The maximum and minimum values in the data are extreme and indicate errors. Payment dates about 10 years before the record are nonsense. These are most likely manual input errors and problems with date formats. Continue to the next section for details.

Summary statistis

(Date differences in number of days)

	D Record - Ex	D Payment vs Record
N	4159	4159
Mean	1.22	17.72
Min	-320	-2896
25%	1	12
50%	1	19
75%	2	26
Max	30	338

Looking at the actual distribution of the two date differences while excluding extreme outliers produces the following histogram.

The difference between Record and Ex Date are clearly either 1 or 2. While the difference between payment and record date seem to have three humps. This is important information for a subsequent process of data cleaning. It means, that we cannot simply replace erroneous data with values inferred from the whole sample. But rather, we need to look at metrics derived from within each ETF-product.

Distribution of date differences

Data Quality

Concerning the quality of data, we can identify two main issues:

The order of a date column over different points in time is wrong
The order of dates (Ex, Record, Payment) within one observation is wrong

The reasons for these types of errors can be numerous. For example, manual input data is very prone to errors. Also, different date formats (namely, MM/DD/YYYY vs DD/MM/YYYY) are trouble for data quality checks. Simple, automated checks can only detect some errors, but have problems with dates like “01/06/2000” vs “06/01/2000”. A machine can only determine which date is correct when comparing across records, i.e. over time.

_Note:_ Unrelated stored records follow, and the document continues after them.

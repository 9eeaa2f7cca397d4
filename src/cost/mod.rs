pub mod config;
pub mod engine;
pub mod price;

pub use config::{validate_efficiency, EfficiencyWeights};
pub use engine::{rank_by_efficiency, CostCalculator, CostRow};
pub use price::PriceTable;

For data provided in Europe, I assume the following date format to be standard DD/MM/YYYY

The ETF with the ISIN IE0005042456 is a good example for a common error. In line number 86, the Ex date is provided as “06/01/2001”, whereas it should be “01/06/2001”. The error can be detected with several criteria.

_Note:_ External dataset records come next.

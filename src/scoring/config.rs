use serde::{Deserialize, Serialize};

/// Section name used for the always-attempted part of a subject when none is configured.
pub const DEFAULT_COMMON_SECTION: &str = "공통";

/// Subject hierarchy used for scoring.
///
/// Lists every parent subject with its point maximum and, where the exam
/// offers them, its electives. The order of `subjects` is the order used in
/// breakdowns and reports.
///
/// Example YAML:
/// ```yaml
/// subjects:
///   - name: 국어
///     max_score: 100
///     common: 공통
///     common_max: 76
///     electives: [화작, 언매]
///   - name: 영어
///     max_score: 100
///   - name: 탐구
///     max_score: 100
///     grouped: true
///     single_max: 50
///     electives: [물리1, 화학1]
/// ```
#[derive(Debug, Clone, Deserialize, Serialize, PartialEq)]
#[serde(deny_unknown_fields)]
pub struct SubjectHierarchy {
    pub subjects: Vec<SubjectConfig>,
}

/// One parent subject.
#[derive(Debug, Clone, Deserialize, Serialize, PartialEq)]
#[serde(deny_unknown_fields)]
pub struct SubjectConfig {
    pub name: String,

    /// Composite maximum of the whole parent
    pub max_score: f64,

    /// Name of the common section (default: "공통")
    #[serde(default, skip_serializing_if = "Option::is_none")]
    pub common: Option<String>,

    /// Maximum of the common section; the electives carry the rest
    #[serde(default, skip_serializing_if = "Option::is_none")]
    pub common_max: Option<f64>,

    /// Elective names, empty for sectionless subjects
    #[serde(default, skip_serializing_if = "Vec::is_empty")]
    pub electives: Vec<String>,

    /// Electives are independent sub-exams (no common section)
    #[serde(default, skip_serializing_if = "std::ops::Not::not")]
    pub grouped: bool,

    /// Maximum when exactly one grouped elective is in scope (default: half of `max_score`)
    #[serde(default, skip_serializing_if = "Option::is_none")]
    pub single_max: Option<f64>,
}

/// How a parent subject combines its sections.
#[derive(Debug, Clone, Copy, PartialEq)]
pub enum SubjectKind<'a> {
    /// A single sheet where section == subject
    Sectionless,
    /// Common section plus one chosen elective
    CommonElective { common: &'a str, common_max: f64 },
    /// Independent sub-exams: raw score for one, doubled average for two or more
    Grouped { single_max: f64 },
}

impl SubjectConfig {
    pub fn sectionless(name: &str, max_score: f64) -> Self {
        Self {
            name: name.to_string(),
            max_score,
            common: None,
            common_max: None,
            electives: vec![],
            grouped: false,
            single_max: None,
        }
    }

    pub fn common_elective(name: &str, max_score: f64, common_max: f64, electives: &[&str]) -> Self {
        Self {
            name: name.to_string(),
            max_score,
            common: Some(DEFAULT_COMMON_SECTION.to_string()),
            common_max: Some(common_max),
            electives: electives.iter().map(|e| e.to_string()).collect(),
            grouped: false,
            single_max: None,
        }
    }

    pub fn grouped(name: &str, max_score: f64, single_max: f64, electives: &[&str]) -> Self {
        Self {
            name: name.to_string(),
            max_score,
            common: None,
            common_max: None,
            electives: electives.iter().map(|e| e.to_string()).collect(),
            grouped: true,
            single_max: Some(single_max),
        }
    }

    pub fn kind(&self) -> SubjectKind<'_> {
        if self.grouped {
            SubjectKind::Grouped {
                single_max: self.single_max.unwrap_or(self.max_score / 2.0),
            }
        } else if self.electives.is_empty() {
            SubjectKind::Sectionless
        } else {
            SubjectKind::CommonElective {
                common: self.common.as_deref().unwrap_or(DEFAULT_COMMON_SECTION),
                common_max: self.common_max.unwrap_or(0.0),
            }
        }
    }

    pub fn has_elective(&self, elective: &str) -> bool {
        self.electives.iter().any(|e| e == elective)
    }
}

impl Default for SubjectHierarchy {
    /// The 2026 CSAT layout
    fn default() -> Self {
        Self {
            subjects: vec![
                SubjectConfig::common_elective("국어", 100.0, 76.0, &["화작", "언매"]),
                SubjectConfig::common_elective("수학", 100.0, 74.0, &["확통", "미적", "기하"]),
                SubjectConfig::sectionless("영어", 100.0),
                SubjectConfig::sectionless("한국사", 50.0),
                SubjectConfig::grouped("탐구", 100.0, 50.0, &["물리1", "화학1", "생명1", "사회문화"]),
            ],
        }
    }
}

impl SubjectHierarchy {
    pub fn get(&self, name: &str) -> Option<&SubjectConfig> {
        self.subjects.iter().find(|s| s.name == name)
    }

    /// Sum of every parent maximum
    pub fn max_score(&self) -> f64 {
        self.subjects.iter().map(|s| s.max_score).sum()
    }

    /// Every token accepted by a subject filter, in hierarchy order
    pub fn filter_tokens(&self) -> Vec<String> {
        let mut tokens = Vec::new();
        for subject in &self.subjects {
            tokens.push(subject.name.clone());
            for elective in &subject.electives {
                tokens.push(format!("{}-{}", subject.name, elective));
            }
        }
        tokens
    }
}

Previous records (03/02/2001) are ahead in time
The Record Date is more than 3 days ahead the Ex Date
The Payment Date is more than 60 days ahead the Ex Date

This is actual data provided by iShares.

Example Error

Data Cleaning

We will clean the data in a two-step process:

First, correct the order for one date, across observations
Second, correct the order for one observation, across dates

When a date is wrong, we infer its correct value as a relative distance to other dates. As an assumption, the Ex and Record Dates lie 1 day apart. The Record and payment dates are assumed to have a difference equals to the median difference observed within the current ETF-product.

Summary statistics

Date differences in number of days; clean data

	D Record - Ex	D Payment vs Record
N	4159	4159
Mean	1.51	18.39
Min	0	0
25%	1	12
50%	1	19
75%	2	26
Max	30	63

In total, the algorithm changed the following number of dates:

Date Ex: 0
Date Record: 204
Date Payment: 5

Whereas the record date was in large parts fixed because the order of Ex-Date and Record-Date was swapped, the changes for the payment dates were more substasntial.

Changes in payment dates

In the column “Dist_Date_Payment”, the causes for the errors are highlighted. You can see that the algortihm is doing a good job in fixing these errors.

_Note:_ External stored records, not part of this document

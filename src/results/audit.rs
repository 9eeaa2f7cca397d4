use std::collections::HashSet;

use super::types::ResultRecord;
use crate::scoring::{SubjectHierarchy, SubjectKind};

const EPSILON: f64 = 1e-9;

/// Check the result dataset for consistency problems.
///
/// Nothing here is fatal for scoring: missing or odd sheets just score 0.
/// The returned issues are meant for a human looking after the dataset.
pub fn audit_records(records: &[ResultRecord], hierarchy: &SubjectHierarchy) -> Vec<String> {
    let mut issues = Vec::new();
    let mut seen = HashSet::new();

    for record in records {
        let sheet = record.sheet_key();
        let prefix = format!("[{}] {}", sheet, record.model);

        if !is_known_sheet(record, hierarchy) {
            issues.push(format!("{}: sheet not in subject hierarchy", prefix));
        }

        if !seen.insert((record.model.as_str(), record.subject.as_str(), record.section.as_str())) {
            issues.push(format!("{}: duplicate record (first one is used)", prefix));
        }

        if record.score < 0.0 {
            issues.push(format!("{}: negative score {}", prefix, record.score));
        }

        if record.total_points > 0.0 && record.score > record.total_points + EPSILON {
            issues.push(format!(
                "{}: score {} exceeds total points {}",
                prefix, record.score, record.total_points
            ));
        }

        if record.results.is_empty() {
            continue;
        }

        let earned = record.earned_points();
        if (earned - record.score).abs() > EPSILON {
            issues.push(format!(
                "{}: score mismatch (recorded={}, from questions={})",
                prefix, record.score, earned
            ));
        }

        let possible = record.question_points();
        if record.total_points > 0.0 && (possible - record.total_points).abs() > EPSILON {
            issues.push(format!(
                "{}: total points mismatch (recorded={}, from questions={})",
                prefix, record.total_points, possible
            ));
        }

        if let Some(count) = record.correct_count {
            if count as usize != record.correct_count() {
                issues.push(format!(
                    "{}: correct count mismatch (recorded={}, from questions={})",
                    prefix,
                    count,
                    record.correct_count()
                ));
            }
        }

        if let Some(total) = record.total_questions {
            if total as usize != record.results.len() {
                issues.push(format!(
                    "{}: question count mismatch (recorded={}, found={})",
                    prefix,
                    total,
                    record.results.len()
                ));
            }
        }
    }

    issues
}

fn is_known_sheet(record: &ResultRecord, hierarchy: &SubjectHierarchy) -> bool {
    let section = record.section.as_str();

    if let Some(subject) = hierarchy.get(&record.subject) {
        return match subject.kind() {
            SubjectKind::Sectionless => section.is_empty() || section == subject.name,
            SubjectKind::CommonElective { common, .. } => {
                section == common || subject.has_elective(section)
            }
            SubjectKind::Grouped { .. } => subject.has_elective(section),
        };
    }

    // Grouped electives may be exported as standalone sheets
    record.subject == record.section
        && hierarchy.subjects.iter().any(|s| {
            matches!(s.kind(), SubjectKind::Grouped { .. }) && s.has_elective(&record.subject)
        })
}

#[cfg(test)]
mod tests {
    use super::*;
    use crate::results::QuestionResult;

    fn question(number: u32, is_correct: bool, points: f64) -> QuestionResult {
        QuestionResult {
            question_number: number,
            is_correct,
            points,
            extracted_answer: if is_correct { 2 } else { -1 },
            correct_answer: 2,
        }
    }

    fn record(subject: &str, section: &str, score: f64, total_points: f64) -> ResultRecord {
        ResultRecord {
            model: "GPT-5.1".to_string(),
            subject: subject.to_string(),
            section: section.to_string(),
            score,
            total_points,
            results: vec![],
            price: None,
            sheet_name: None,
            correct_count: None,
            total_questions: None,
        }
    }

    #[test]
    fn test_clean_dataset() {
        let mut r = record("국어", "공통", 5.0, 7.0);
        r.results = vec![question(1, true, 2.0), question(2, true, 3.0), question(3, false, 2.0)];
        r.correct_count = Some(2);
        r.total_questions = Some(3);
        let records = vec![
            r,
            record("영어", "영어", 90.0, 100.0),
            record("탐구", "물리1", 40.0, 50.0),
            record("화학1", "화학1", 30.0, 50.0),
        ];
        let issues = audit_records(&records, &SubjectHierarchy::default());
        assert!(issues.is_empty(), "unexpected issues: {:?}", issues);
    }

    #[test]
    fn test_unknown_sheet() {
        let records = vec![record("국어", "독서", 10.0, 24.0), record("과학", "과학", 10.0, 50.0)];
        let issues = audit_records(&records, &SubjectHierarchy::default());
        assert_eq!(issues.len(), 2);
        assert!(issues[0].starts_with("[국어-독서] GPT-5.1"));
        assert!(issues[1].contains("not in subject hierarchy"));
    }

    #[test]
    fn test_score_mismatch() {
        let mut r = record("수학", "공통", 10.0, 5.0);
        r.results = vec![question(1, true, 2.0), question(2, false, 3.0)];
        let issues = audit_records(&[r], &SubjectHierarchy::default());
        assert_eq!(issues.len(), 2);
        assert!(issues[0].contains("exceeds total points"));
        assert!(issues[1].contains("score mismatch (recorded=10, from questions=2)"));
    }

    #[test]
    fn test_total_points_mismatch() {
        let mut r = record("수학", "공통", 2.0, 100.0);
        r.results = vec![question(1, true, 2.0), question(2, false, 3.0)];
        let issues = audit_records(&[r], &SubjectHierarchy::default());
        assert_eq!(issues.len(), 1);
        assert!(issues[0].contains("total points mismatch"));
    }

    #[test]
    fn test_count_mismatches() {
        let mut r = record("영어", "영어", 2.0, 2.0);
        r.results = vec![question(1, true, 2.0)];
        r.correct_count = Some(3);
        r.total_questions = Some(45);
        let issues = audit_records(&[r], &SubjectHierarchy::default());
        assert_eq!(issues.len(), 2);
        assert!(issues[0].contains("correct count mismatch"));
        assert!(issues[1].contains("question count mismatch"));
    }

    #[test]
    fn test_duplicate_and_negative() {
        let records = vec![record("영어", "영어", 90.0, 100.0), record("영어", "영어", -1.0, 100.0)];
        let issues = audit_records(&records, &SubjectHierarchy::default());
        assert_eq!(issues.len(), 2);
        assert!(issues[0].contains("duplicate record"));
        assert!(issues[1].contains("negative score"));
    }
}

Security_ISIN	Dist_Date_Ex	Dist_Date_Record	Dist_Date_Payment	Dist_Date_Ex_Adj	Dist_Date_Record_Adj	Dist_Date_Payment_Adj
IE0008470928	2008-01-30	2008-02-01	2007-02-27	2008-01-30	2008-02-01	2008-02-21
IE0031442068	2003-02-26	2003-02-28	2002-03-17	2003-02-26	2003-02-28	2003-03-19
IE0032895942	2007-10-31	2007-11-30	2007-11-28	2007-10-31	2007-11-30	2007-12-20
IE00B0M62Y33	2008-05-28	2008-05-30	2000-06-25	2008-05-28	2008-05-30	2008-06-18
IE00BDR08N26	2020-11-30	2020-11-30	2020-01-29	2020-11-30	2020-11-30	2021-01-31

The automatic fixes are not 100% accurate and a manual fix could achieve even better results. But, for the intended use for the distirbution data, which is quarterly forecasts, the fix is more than sufficient.

As long as the fixed date lies in the correct quarter, my forecasting models will perform well.

Summary

Data for distributions is not easily accessible. Either there is not programmatic access or the file format makes an extraction cumbersome. Further, the data has some errors.

Luckily, but the extraction and data errors could be fixed programmatically. I am confident to have generated a good database for further analyses, i.e. forecasting distributions.